Initial commit

2021-03-27 14:58:49 +01:00
commit fc4eec6ac7
20 changed files with 1613 additions and 0 deletions
--- a/decoding_tf_analysis.py
+++ b/decoding_tf_analysis.py
@@ -0,0 +1,239 @@
+import math
+import mne
+import numpy as np
+import matplotlib.pyplot as plt
+
+from mne.decoding import SlidingEstimator, cross_val_multiscore, Vectorizer, Scaler
+from mne.time_frequency import tfr_morlet
+
+from sklearn.linear_model import LogisticRegression
+from sklearn.pipeline import make_pipeline
+
+from utils.file_utils import load_preprocessed_data, get_epochs
+from utils.plot_utils import plot_tf_cluster, plot_oscillation_bands
+
+VERBOSE_LEVEL = 'CRITICAL'
+
+
+def events_to_labels(evts, events_dict, mask=None):  # TODO Test schreiben
+    """
+    Converts the event labels of epochs to class labels for classification
+    :param evts: the event labels to be converted
+    :param events_dict: a dictionary of event keys
+    :param mask: an optional label mask with 4-entries, where:
+        1. entry: 'face intact', 2. entry: 'car intact', 3. entry: 'face scrambled', 4. entry: 'face scrambled'
+        If None the entries are [0,1,0,1] i.e. all faces are in class 0 and all cars are in class 1
+    :return: The list of class labels
+    """
+    events = evts.copy()
+    if mask is None:
+        mask = [0, 1, 0, 1]
+    for i in range(len(events)):
+        key = list(events_dict.keys())[list(events_dict.values()).index(events[i])]
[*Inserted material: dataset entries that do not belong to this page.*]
//! Seven-card hand evaluator.
//!
//! Takes the two hole cards plus the five community cards and returns the
//! best five-card hand as a totally ordered key: category first, then
//! tiebreak ranks compared lexicographically. Ranks in tiebreaks use the
//! ace-high comparison values (2..=14).

use crate::cards;
use crate::error::TableError;

/// Hand categories, weakest to strongest.
#[repr(u8)]
#[derive(Clone, Copy, Debug, PartialEq, Eq, PartialOrd, Ord)]
pub enum HandCategory {
    HighCard = 0,
    OnePair = 1,
    TwoPair = 2,
    ThreeOfAKind = 3,
    Straight = 4,
    Flush = 5,
    FullHouse = 6,
    FourOfAKind = 7,
    StraightFlush = 8,
    RoyalFlush = 9,
}

impl TryFrom<u8> for HandCategory {
    type Error = ();

    fn try_from(value: u8) -> Result<Self, Self::Error> {
        match value {
            0 => Ok(HandCategory::HighCard),
            1 => Ok(HandCategory::OnePair),
            2 => Ok(HandCategory::TwoPair),
            3 => Ok(HandCategory::ThreeOfAKind),
            4 => Ok(HandCategory::Straight),
            5 => Ok(HandCategory::Flush),
            6 => Ok(HandCategory::FullHouse),
            7 => Ok(HandCategory::FourOfAKind),
            8 => Ok(HandCategory::StraightFlush),
            9 => Ok(HandCategory::RoyalFlush),
            _ => Err(()),
        }
    }
}

/// Comparable hand strength. Derived ordering compares the category first
/// and then the tiebreak ranks lexicographically; equal keys mean a split.
#[derive(Clone, Debug, PartialEq, Eq, PartialOrd, Ord)]
pub struct HandRank {
    pub category: HandCategory,
    pub tiebreaks: Vec<u8>,
}

/// Evaluate a five-card hand. Input cards are assumed valid and distinct.
fn evaluate_five(cards: &[u8; 5]) -> HandRank {
    let mut values = [0u8; 5];
    let mut suits = [0u8; 5];
    for i in 0..5 {
        values[i] = cards::card_rank_value(cards[i]);
        suits[i] = cards::card_suit(cards[i]);
    }

    let is_flush = suits.iter().all(|&s| s == suits[0]);

    let mut sorted = values;
    sorted.sort_unstable();
    let distinct = sorted.windows(2).all(|w| w[0] != w[1]);
    // The wheel (A-2-3-4-5) is the one case where the Ace plays low; it
    // ranks as a five-high straight, below every other straight.
    let is_wheel = sorted == [2, 3, 4, 5, 14];
    let is_straight = distinct && (sorted[4] - sorted[0] == 4 || is_wheel);
    let straight_high = if is_wheel { 5 } else { sorted[4] };

    let mut counts = [0u8; 15];
    for &v in &values {
        counts[v as usize] += 1;
    }

    let mut quad = 0u8;
    let mut trip = 0u8;
    let mut pairs: Vec<u8> = Vec::with_capacity(2);
    let mut kickers: Vec<u8> = Vec::with_capacity(5);
    for v in (2..=14u8).rev() {
        match counts[v as usize] {
            4 => quad = v,
            3 => trip = v,
            2 => pairs.push(v),
            1 => kickers.push(v),
            _ => {}
        }
    }

    let mut desc = values;
    desc.sort_unstable_by(|a, b| b.cmp(a));

    if is_straight && is_flush {
        return if straight_high == 14 {
            HandRank {
                category: HandCategory::RoyalFlush,
                tiebreaks: vec![14],
            }
        } else {
            HandRank {
                category: HandCategory::StraightFlush,
                tiebreaks: vec![straight_high],
            }
        };
    }
    if quad > 0 {
        return HandRank {
            category: HandCategory::FourOfAKind,
            tiebreaks: vec![quad, kickers[0]],
        };
    }
    if trip > 0 && !pairs.is_empty() {
        return HandRank {
            category: HandCategory::FullHouse,
            tiebreaks: vec![trip, pairs[0]],
        };
    }
    if is_flush {
        return HandRank {
            category: HandCategory::Flush,
            tiebreaks: desc.to_vec(),
        };
    }
    if is_straight {
        return HandRank {
            category: HandCategory::Straight,
            tiebreaks: vec![straight_high],
        };
    }
    if trip > 0 {
        return HandRank {
            category: HandCategory::ThreeOfAKind,
            tiebreaks: vec![trip, kickers[0], kickers[1]],
        };
    }
    if pairs.len() >= 2 {
        return HandRank {
            category: HandCategory::TwoPair,
            tiebreaks: vec![pairs[0], pairs[1], kickers[0]],
        };
    }
    if pairs.len() == 1 {
        return HandRank {
            category: HandCategory::OnePair,
            tiebreaks: vec![pairs[0], kickers[0], kickers[1], kickers[2]],
        };
    }
    HandRank {
        category: HandCategory::HighCard,
        tiebreaks: desc.to_vec(),
    }
}

/// Evaluate the best five-card hand out of exactly seven cards.
///
/// Rejects any input that is not seven distinct, in-range cards; an upstream
/// miscount must never be folded into a quiet misevaluation.
pub fn evaluate_seven(cards: &[u8]) -> Result<HandRank, TableError> {
    if cards.len() != 7 {
        return Err(TableError::InvalidCardCount(cards.len()));
    }
    let mut seen = [false; cards::CARDS_PER_DECK as usize];
    for &card in cards {
        if !cards::is_valid_card(card) {
            return Err(TableError::InvalidCard(card));
        }
        if seen[card as usize] {
            return Err(TableError::DuplicateCard(card));
        }
        seen[card as usize] = true;
    }

    // Scan all C(7,5) = 21 five-card subsets by choosing the two skipped
    // indices.
    let mut best: Option<HandRank> = None;
    for skip_a in 0..7 {
        for skip_b in (skip_a + 1)..7 {
            let mut hand = [0u8; 5];
            let mut idx = 0;
            for (i, &c) in cards.iter().enumerate() {
                if i == skip_a || i == skip_b {
                    continue;
                }
                hand[idx] = c;
                idx += 1;
            }
            let rank = evaluate_five(&hand);
            if best.as_ref().map_or(true, |b| rank > *b) {
                best = Some(rank);
            }
        }
    }
    // Seven cards always yield at least one subset.
    best.ok_or(TableError::InvalidCardCount(0))
}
+        k = int(key.split(':')[1])
+        if k < 41:
+            events[i] = mask[0]  # Face intact
+        elif 40 < k < 81:
+            events[i] = mask[1]  # Car intact
+        elif 100 < k < 141:
+            events[i] = mask[2]  # Face scrambled
+        elif 140 < k < 181:
+            events[i] = mask[3]  # Car scrambled
+
+    return events
+
+
+def permutation_test(baseline, score, n_iter):
+    """
+    An implementation of a permutation test for classification scores.
+    :param baseline: The classification scores of the baseline, i.e. selection by chance
+    :param score: The classification scores which are tested for significance
+    :param n_iter: number of permutations
+    :return: p-value
+    """
+    all_data = np.concatenate((baseline, score))
+
+    # Base statistic. The statistic used here is the difference of means
+    given_diff = np.mean(score) - np.mean(baseline)
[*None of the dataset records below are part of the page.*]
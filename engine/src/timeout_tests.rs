//! Timeout enforcement scenarios: forced folds, penalties, aborts, and the
//! idempotency guarantee that calling `handle_timeout` with no elapsed
//! deadline changes nothing.

use holdem_types::poker::TableEvent;
use holdem_types::{SeatStatus, TablePhase};

use crate::error::TableError;
use crate::ledger::ChipLedger;
use crate::mocks::create_account_keypair;
use crate::testutil::{drive_commit_reveal, drive_to_preflop, entropy, secret, setup};
use crate::{actions, control, shuffle, table as hand};

#[test]
fn test_timeout_is_a_noop_before_any_deadline() {
    let (mut table, mut ledger, _players) = setup(&[1_000, 1_000, 1_000], None);
    hand::start_hand(&mut table, 10).unwrap();
    assert_eq!(table.commit_deadline, 40);

    let before = table.clone();
    let events = control::handle_timeout(&mut table, 39, &entropy(), &mut ledger).unwrap();
    assert!(events.is_empty());
    assert_eq!(table, before);
}

#[test]
fn test_commit_timeout_drops_silent_seats_and_continues() {
    let (mut table, mut ledger, players) = setup(&[1_000, 1_000, 1_000], None);
    hand::start_hand(&mut table, 10).unwrap();
    for s in 0..2 {
        let commitment = shuffle::compute_commit(&secret(s));
        hand::submit_commit(&mut table, &players[s], &commitment, 11).unwrap();
    }

    let events = control::handle_timeout(&mut table, 40, &entropy(), &mut ledger).unwrap();
    assert_eq!(table.phase, TablePhase::Reveal);
    assert_eq!(table.seats[2].status, SeatStatus::Waiting);
    assert!(table.seats[2].sitting_out);
    assert!(events
        .iter()
        .any(|e| matches!(e, TableEvent::SeatTimedOut { seat: 2, .. })));

    // The two committed seats finish the hand without the no-show.
    drive_commit_reveal(&mut table, &players, &mut ledger, 40).unwrap();
    assert_eq!(table.phase, TablePhase::PreFlop);
    assert!(table.seats[2].hole_ciphertext.is_empty());
}

#[test]
fn test_commit_timeout_aborts_below_quorum() {
    let (mut table, mut ledger, players) = setup(&[1_000, 1_000, 1_000], None);
    hand::start_hand(&mut table, 10).unwrap();
    let commitment = shuffle::compute_commit(&secret(0));
    hand::submit_commit(&mut table, &players[0], &commitment, 11).unwrap();

    let events = control::handle_timeout(&mut table, 40, &entropy(), &mut ledger).unwrap();
    assert!(events
        .iter()
        .any(|e| matches!(e, TableEvent::HandAborted { .. })));
    assert_eq!(table.phase, TablePhase::Waiting);
    assert_eq!(table.hand_number, 1);
    assert_eq!(table.chips_on_table(), 3_000);
}

#[test]
fn test_reveal_timeout_penalizes_and_hand_proceeds() {
    let collector = create_account_keypair(90).1;
    let (mut table, mut ledger, players) =
        setup(&[1_000, 1_000, 1_000], Some(collector.clone()));
    hand::start_hand(&mut table, 10).unwrap();
    for (s, player) in players.iter().enumerate() {
        let commitment = shuffle::compute_commit(&secret(s));
        hand::submit_commit(&mut table, player, &commitment, 11).unwrap();
    }
    // Only two of three reveal in time.
    hand::reveal_secret(&mut table, &players[0], &secret(0), 12, &entropy(), &mut ledger)
        .unwrap();
    hand::reveal_secret(&mut table, &players[1], &secret(1), 13, &entropy(), &mut ledger)
        .unwrap();

    let deadline = table.reveal_deadline;
    let events =
        control::handle_timeout(&mut table, deadline, &entropy(), &mut ledger).unwrap();

    // 10% of the 1,000 stack is forfeited and the hand continues two-handed.
    assert!(events.iter().any(|e| matches!(
        e,
        TableEvent::RevealPenalty {
            seat: 2,
            amount: 100,
            ..
        }
    )));
    assert_eq!(table.seats[2].chip_stack, 900);
    assert!(table.seats[2].sitting_out);
    assert_eq!(ledger.balance(&collector), 100);
    assert_eq!(table.phase, TablePhase::PreFlop);
    assert!(!table.seats[0].hole_ciphertext.is_empty());
    assert!(!table.seats[1].hole_ciphertext.is_empty());
    assert!(table.seats[2].hole_ciphertext.is_empty());
    // Conservation modulo the ledger-visible penalty.
    assert_eq!(table.chips_on_table(), 2_900);
}

#[test]
fn test_reveal_timeout_aborts_below_quorum() {
    let collector = create_account_keypair(90).1;
    let (mut table, mut ledger, players) = setup(&[1_000, 1_000], Some(collector.clone()));
    hand::start_hand(&mut table, 10).unwrap();
    for (s, player) in players.iter().enumerate() {
        let commitment = shuffle::compute_commit(&secret(s));
        hand::submit_commit(&mut table, player, &commitment, 11).unwrap();
    }
    hand::reveal_secret(&mut table, &players[0], &secret(0), 12, &entropy(), &mut ledger)
        .unwrap();

    let deadline = table.reveal_deadline;
    let events =
        control::handle_timeout(&mut table, deadline, &entropy(), &mut ledger).unwrap();
    assert!(events
        .iter()
        .any(|e| matches!(e, TableEvent::HandAborted { .. })));
    assert_eq!(table.phase, TablePhase::Waiting);
    assert_eq!(table.seats[1].chip_stack, 900);
    assert_eq!(ledger.balance(&collector), 100);
    assert_eq!(table.chips_on_table(), 2_900);
}

#[test]
fn test_action_timeout_forces_a_fold() {
    let (mut table, mut ledger, players) = setup(&[1_000, 1_000, 1_000], None);
    drive_to_preflop(&mut table, &players, &mut ledger, 10).unwrap();
    let acting = table.action_on as usize;
    let deadline = table.action_deadline;

    let events =
        control::handle_timeout(&mut table, deadline, &entropy(), &mut ledger).unwrap();
    assert_eq!(table.seats[acting].status, SeatStatus::Folded);
    assert!(events
        .iter()
        .any(|e| matches!(e, TableEvent::SeatTimedOut { .. })));
    // The turn moved on with a fresh window.
    assert_ne!(table.action_on as usize, acting);
    assert!(table.action_deadline > deadline);

    // A late action from the folded seat is rejected.
    assert_eq!(
        actions::check(&mut table, &players[acting], deadline + 1, &mut ledger),
        Err(TableError::CannotAct)
    );
}

#[test]
fn test_handle_timeout_is_idempotent() {
    let (mut table, mut ledger, players) = setup(&[1_000, 1_000, 1_000], None);
    drive_to_preflop(&mut table, &players, &mut ledger, 10).unwrap();
    let deadline = table.action_deadline;

    let first =
        control::handle_timeout(&mut table, deadline, &entropy(), &mut ledger).unwrap();
    assert!(!first.is_empty());

    // Same clock, no new elapsed deadline: nothing changes.
    let before = table.clone();
    let second =
        control::handle_timeout(&mut table, deadline, &entropy(), &mut ledger).unwrap();
    assert!(second.is_empty());
    assert_eq!(table, before);
}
+    all_diffs = [given_diff]
+
+    # Permutation iterations
+    for i in range(n_iter):
+        # Create a permutation of indices and then use indices from index 0 to len(baseline) to get data for baseline.
+        # Analogously for scores
+        perm_indices = np.random.permutation(list(range(len(all_data))))
+        mean_diff = np.mean(all_data[perm_indices[len(baseline):]]) - np.mean(all_data[perm_indices[:len(baseline)]])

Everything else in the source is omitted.